● **PROBLEM TO SOLVE**
Copy every line of the records that includes the word "Debug".

BEGIN STUDY MATERIAL

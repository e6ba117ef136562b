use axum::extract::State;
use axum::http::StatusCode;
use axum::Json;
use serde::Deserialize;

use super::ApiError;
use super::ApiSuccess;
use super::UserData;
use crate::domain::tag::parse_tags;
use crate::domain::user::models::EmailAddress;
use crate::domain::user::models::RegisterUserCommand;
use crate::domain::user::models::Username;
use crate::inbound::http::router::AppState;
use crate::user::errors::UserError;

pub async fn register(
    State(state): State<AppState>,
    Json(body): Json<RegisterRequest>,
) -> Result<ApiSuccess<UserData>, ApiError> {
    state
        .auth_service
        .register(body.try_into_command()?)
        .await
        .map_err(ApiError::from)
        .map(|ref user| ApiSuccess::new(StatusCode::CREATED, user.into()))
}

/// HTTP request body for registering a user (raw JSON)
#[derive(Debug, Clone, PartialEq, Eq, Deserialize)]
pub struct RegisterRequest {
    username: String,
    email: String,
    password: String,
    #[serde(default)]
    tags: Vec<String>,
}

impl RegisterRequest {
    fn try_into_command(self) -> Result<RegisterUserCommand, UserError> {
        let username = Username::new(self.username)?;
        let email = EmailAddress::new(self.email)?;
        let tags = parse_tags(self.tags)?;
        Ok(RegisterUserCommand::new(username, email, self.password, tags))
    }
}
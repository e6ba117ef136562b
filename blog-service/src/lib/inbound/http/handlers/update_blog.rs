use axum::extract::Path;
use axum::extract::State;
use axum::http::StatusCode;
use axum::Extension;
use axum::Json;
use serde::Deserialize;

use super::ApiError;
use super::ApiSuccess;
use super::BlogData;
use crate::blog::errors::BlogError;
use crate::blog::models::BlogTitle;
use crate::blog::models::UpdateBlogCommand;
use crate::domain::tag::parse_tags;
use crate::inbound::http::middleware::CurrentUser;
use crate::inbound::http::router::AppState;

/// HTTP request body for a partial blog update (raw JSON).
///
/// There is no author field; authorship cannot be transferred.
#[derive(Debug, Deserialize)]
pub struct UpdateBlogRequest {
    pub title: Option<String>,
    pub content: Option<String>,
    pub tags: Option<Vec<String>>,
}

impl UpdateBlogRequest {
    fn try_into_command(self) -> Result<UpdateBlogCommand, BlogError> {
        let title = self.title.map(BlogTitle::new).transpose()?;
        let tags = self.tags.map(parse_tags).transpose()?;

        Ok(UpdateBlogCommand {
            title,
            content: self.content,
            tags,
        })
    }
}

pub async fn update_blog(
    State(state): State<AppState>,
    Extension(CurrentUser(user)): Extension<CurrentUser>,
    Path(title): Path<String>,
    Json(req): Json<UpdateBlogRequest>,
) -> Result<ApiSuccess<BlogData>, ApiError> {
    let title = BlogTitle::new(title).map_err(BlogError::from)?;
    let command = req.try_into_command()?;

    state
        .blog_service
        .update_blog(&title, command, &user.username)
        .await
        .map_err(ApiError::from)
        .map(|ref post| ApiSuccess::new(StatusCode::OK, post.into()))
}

END STUDY MATERIAL

● **FINISHED EXERCISE**
#[derive(Debug, Clone, PartialEq, Eq, Deserialize)]
#[derive(Debug, Deserialize)]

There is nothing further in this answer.